Stored data:
use std::fs::File;
use std::io::{BufWriter, Write};
use std::path::Path;
use std::sync::Arc;

use crate::compression::vbyte::VByte;
use crate::core::error::{Error, ErrorKind, Result};
use crate::core::types::LocalDocId;
use crate::index::dictionary::TermInfo;
use crate::index::term_freqs_iterator::TermFreqsIterator;
use crate::mmap::mmap_file::MmapFile;
use crate::storage::layout::create_file;

/// A term's postings are split into self-delimiting blocks of up to 128
/// doc ids:
///
///   Header (22 bytes):
///     [0]      num docs            (u8)
///     [1..5)   first doc id        (u32 BE)
///     [5..9)   last doc id         (u32 BE)
///     [9..17)  max term freq       (u64 BE)
///     [17]     min field length id (u8)
///     [18..22) total byte length   (u32 BE, header + payload)
///   Payload:
///     num-docs varints: doc id deltas (first delta is the absolute id)
///     num-docs varints: term frequencies
pub const BLOCK_HEADER_SIZE: usize = 22;

pub const MAX_DOCS_PER_BLOCK: usize = 128;

#[derive(Debug, Clone, Copy)]
pub struct BlockHeader {
    pub num_docs: u8,
    pub first_doc_id: u32,
    pub last_doc_id: u32,
    pub max_freq: u64,
    pub min_length_id: u8,
    pub byte_length: u32,
}

impl BlockHeader {
    pub fn parse(bytes: &[u8]) -> Result<Self> {
        if bytes.len() < BLOCK_HEADER_SIZE {
            return Err(Error::new(ErrorKind::Format, "truncated posting block header"));
        }

        let header = BlockHeader {
            num_docs: bytes[0],
            first_doc_id: u32::from_be_bytes(bytes[1..5].try_into().unwrap()),
            last_doc_id: u32::from_be_bytes(bytes[5..9].try_into().unwrap()),
            max_freq: u64::from_be_bytes(bytes[9..17].try_into().unwrap()),
            min_length_id: bytes[17],
            byte_length: u32::from_be_bytes(bytes[18..22].try_into().unwrap()),
        };

        if header.num_docs == 0 || (header.byte_length as usize) < BLOCK_HEADER_SIZE {
            return Err(Error::new(ErrorKind::Format, "invalid posting block header"));
        }

        Ok(header)
    }
}

/// Appends posting blocks for one field's frequencies file and tracks the
/// byte offsets that end up in the dictionary.
pub struct FreqsWriter {
    writer: BufWriter<File>,
    offset: u64,
}

impl FreqsWriter {
    pub fn create(path: &Path) -> Result<Self> {
        let file = create_file(path)?;
        Ok(FreqsWriter {
            writer: BufWriter::new(file),
            offset: 0,
        })
    }

    /// Writes one block, returns its (start, end) byte range.
    pub fn write_block(
        &mut self,
        doc_ids: &[u32],
        term_freqs: &[u64],
        min_length_id: u8,
    ) -> Result<(u64, u64)> {
        debug_assert!(!doc_ids.is_empty() && doc_ids.len() <= MAX_DOCS_PER_BLOCK);
        debug_assert_eq!(doc_ids.len(), term_freqs.len());

        let start = self.offset;

        let mut buffer = Vec::with_capacity(BLOCK_HEADER_SIZE + doc_ids.len() * 8);
        buffer.push(doc_ids.len() as u8);
        buffer.extend_from_slice(&doc_ids[0].to_be_bytes());
        buffer.extend_from_slice(&doc_ids[doc_ids.len() - 1].to_be_bytes());
        // max freq, min length id and byte length are patched below
        buffer.extend_from_slice(&[0u8; 13]);

        let mut previous = 0u32;
        for (i, &doc_id) in doc_ids.iter().enumerate() {
            let delta = if i == 0 { doc_id } else { doc_id - previous };
            VByte::encode_u64(&mut buffer, delta as u64);
            previous = doc_id;
        }

        let mut max_freq = 0u64;
        for &freq in term_freqs {
            VByte::encode_u64(&mut buffer, freq);
            max_freq = max_freq.max(freq);
        }

        buffer[9..17].copy_from_slice(&max_freq.to_be_bytes());
        buffer[17] = min_length_id;
        let byte_length = buffer.len() as u32;
        buffer[18..22].copy_from_slice(&byte_length.to_be_bytes());

        self.writer.write_all(&buffer)?;
        self.offset = start + byte_length as u64;

        Ok((start, self.offset))
    }

    pub fn finish(mut self) -> Result<()> {
        self.writer.flush()?;
        Ok(())
    }
}

/// Memory-mapped frequencies file of one (segment, field).
pub struct FreqsReader {
    file: MmapFile,
}

impl FreqsReader {
    pub fn open(path: &Path) -> Result<Self> {
        Ok(FreqsReader {
            file: MmapFile::open_read_only(path)?,
        })
    }

    pub fn slice(&self, start: u64, end: u64) -> Result<&[u8]> {
        self.file
            .data()
            .get(start as usize..end as usize)
            .ok_or_else(|| Error::new(ErrorKind::Format, "posting range out of bounds"))
    }

    pub fn term_freqs_iterator(self: &Arc<Self>, term_info: &TermInfo) -> TermFreqsIterator {
        TermFreqsIterator::new(Arc::clone(self), term_info)
    }
}

/// Decodes one block's payload into absolute doc ids and frequencies.
pub fn decode_block_payload(
    header: &BlockHeader,
    payload: &[u8],
    doc_ids: &mut Vec<LocalDocId>,
    freqs: &mut Vec<u64>,
) -> Result<()> {
    doc_ids.clear();
    freqs.clear();

    let mut cursor = 0usize;
    let mut current = 0u32;

    for i in 0..header.num_docs as usize {
        let (delta, consumed) = VByte::decode_u64(&payload[cursor..])?;
        cursor += consumed;
        current = if i == 0 {
            delta as u32
        } else {
            current
                .checked_add(delta as u32)
                .ok_or_else(|| Error::new(ErrorKind::Format, "doc id delta overflow"))?
        };
        doc_ids.push(LocalDocId(current));
    }

    for _ in 0..header.num_docs {
        let (freq, consumed) = VByte::decode_u64(&payload[cursor..])?;
        cursor += consumed;
        freqs.push(freq);
    }

    Ok(())
}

• WHAT TO PRODUCE
All of the data above should be transcribed exactly.

• RESPONSE AREA
use std::fs::File;
use std::io::{BufWriter, Write};
use std::path::Path;
use std::sync::Arc;

use crate::compression::vbyte::VByte;
use crate::core::error::{Error, ErrorKind, Result};
use crate::core::types::LocalDocId;
use crate::index::dictionary::TermInfo;
use crate::index::term_freqs_iterator::TermFreqsIterator;
use crate::mmap::mmap_file::MmapFile;
use crate::storage::layout::create_file;

/// A term's postings are split into self-delimiting blocks of up to 128
/// doc ids:
///
///   Header (22 bytes):
///     [0]      num docs            (u8)
///     [1..5)   first doc id        (u32 BE)
///     [5..9)   last doc id         (u32 BE)
///     [9..17)  max term freq       (u64 BE)
///     [17]     min field length id (u8)
///     [18..22) total byte length   (u32 BE, header + payload)
///   Payload:
///     num-docs varints: doc id deltas (first delta is the absolute id)
///     num-docs varints: term frequencies
pub const BLOCK_HEADER_SIZE: usize = 22;

pub const MAX_DOCS_PER_BLOCK: usize = 128;

#[derive(Debug, Clone, Copy)]
pub struct BlockHeader {
    pub num_docs: u8,
    pub first_doc_id: u32,
    pub last_doc_id: u32,
    pub max_freq: u64,
    pub min_length_id: u8,
    pub byte_length: u32,
}

impl BlockHeader {
    pub fn parse(bytes: &[u8]) -> Result<Self> {
        if bytes.len() < BLOCK_HEADER_SIZE {
            return Err(Error::new(ErrorKind::Format, "truncated posting block header"));
        }

        let header = BlockHeader {
            num_docs: bytes[0],
            first_doc_id: u32::from_be_bytes(bytes[1..5].try_into().unwrap()),
            last_doc_id: u32::from_be_bytes(bytes[5..9].try_into().unwrap()),
            max_freq: u64::from_be_bytes(bytes[9..17].try_into().unwrap()),
            min_length_id: bytes[17],
            byte_length: u32::from_be_bytes(bytes[18..22].try_into().unwrap()),
        };

        if header.num_docs == 0 || (header.byte_length as usize) < BLOCK_HEADER_SIZE {
            return Err(Error::new(ErrorKind::Format, "invalid posting block header"));
        }

        Ok(header)
    }
}

/// Appends posting blocks for one field's frequencies file and tracks the
/// byte offsets that end up in the dictionary.
pub struct FreqsWriter {
    writer: BufWriter<File>,
    offset: u64,
}

impl FreqsWriter {
    pub fn create(path: &Path) -> Result<Self> {
        let file = create_file(path)?;
        Ok(FreqsWriter {
            writer: BufWriter::new(file),
            offset: 0,
        })
    }

    /// Writes one block, returns its (start, end) byte range.
    pub fn write_block(
        &mut self,
        doc_ids: &[u32],
        term_freqs: &[u64],
        min_length_id: u8,
    ) -> Result<(u64, u64)> {
        debug_assert!(!doc_ids.is_empty() && doc_ids.len() <= MAX_DOCS_PER_BLOCK);
        debug_assert_eq!(doc_ids.len(), term_freqs.len());

        let start = self.offset;

        let mut buffer = Vec::with_capacity(BLOCK_HEADER_SIZE + doc_ids.len() * 8);
        buffer.push(doc_ids.len() as u8);
        buffer.extend_from_slice(&doc_ids[0].to_be_bytes());
        buffer.extend_from_slice(&doc_ids[doc_ids.len() - 1].to_be_bytes());
        // max freq, min length id and byte length are patched below
        buffer.extend_from_slice(&[0u8; 13]);

        let mut previous = 0u32;
        for (i, &doc_id) in doc_ids.iter().enumerate() {
            let delta = if i == 0 { doc_id } else { doc_id - previous };
            VByte::encode_u64(&mut buffer, delta as u64);
            previous = doc_id;
        }

        let mut max_freq = 0u64;
        for &freq in term_freqs {
            VByte::encode_u64(&mut buffer, freq);
            max_freq = max_freq.max(freq);
        }

        buffer[9..17].copy_from_slice(&max_freq.to_be_bytes());
        buffer[17] = min_length_id;
        let byte_length = buffer.len() as u32;
        buffer[18..22].copy_from_slice(&byte_length.to_be_bytes());

        self.writer.write_all(&buffer)?;
        self.offset = start + byte_length as u64;

        Ok((start, self.offset))
    }

    pub fn finish(mut self) -> Result<()> {
        self.writer.flush()?;
        Ok(())
    }
}

/// Memory-mapped frequencies file of one (segment, field).
pub struct FreqsReader {
    file: MmapFile,
}

impl FreqsReader {
    pub fn open(path: &Path) -> Result<Self> {
        Ok(FreqsReader {
            file: MmapFile::open_read_only(path)?,
        })
    }

    pub fn slice(&self, start: u64, end: u64) -> Result<&[u8]> {
        self.file
            .data()
            .get(start as usize..end as usize)
            .ok_or_else(|| Error::new(ErrorKind::Format, "posting range out of bounds"))
    }

    pub fn term_freqs_iterator(self: &Arc<Self>, term_info: &TermInfo) -> TermFreqsIterator {
        TermFreqsIterator::new(Arc::clone(self), term_info)
    }
}

/// Decodes one block's payload into absolute doc ids and frequencies.
pub fn decode_block_payload(
    header: &BlockHeader,
    payload: &[u8],
    doc_ids: &mut Vec<LocalDocId>,
    freqs: &mut Vec<u64>,
) -> Result<()> {
    doc_ids.clear();
    freqs.clear();

    let mut cursor = 0usize;
    let mut current = 0u32;

    for i in 0..header.num_docs as usize {
        let (delta, consumed) = VByte::decode_u64(&payload[cursor..])?;
        cursor += consumed;
        current = if i == 0 {
            delta as u32
        } else {
            current
                .checked_add(delta as u32)
                .ok_or_else(|| Error::new(ErrorKind::Format, "doc id delta overflow"))?
        };
        doc_ids.push(LocalDocId(current));
    }

    for _ in 0..header.num_docs {
        let (freq, consumed) = VByte::decode_u64(&payload[cursor..])?;
        cursor += consumed;
        freqs.push(freq);
    }

    Ok(())
}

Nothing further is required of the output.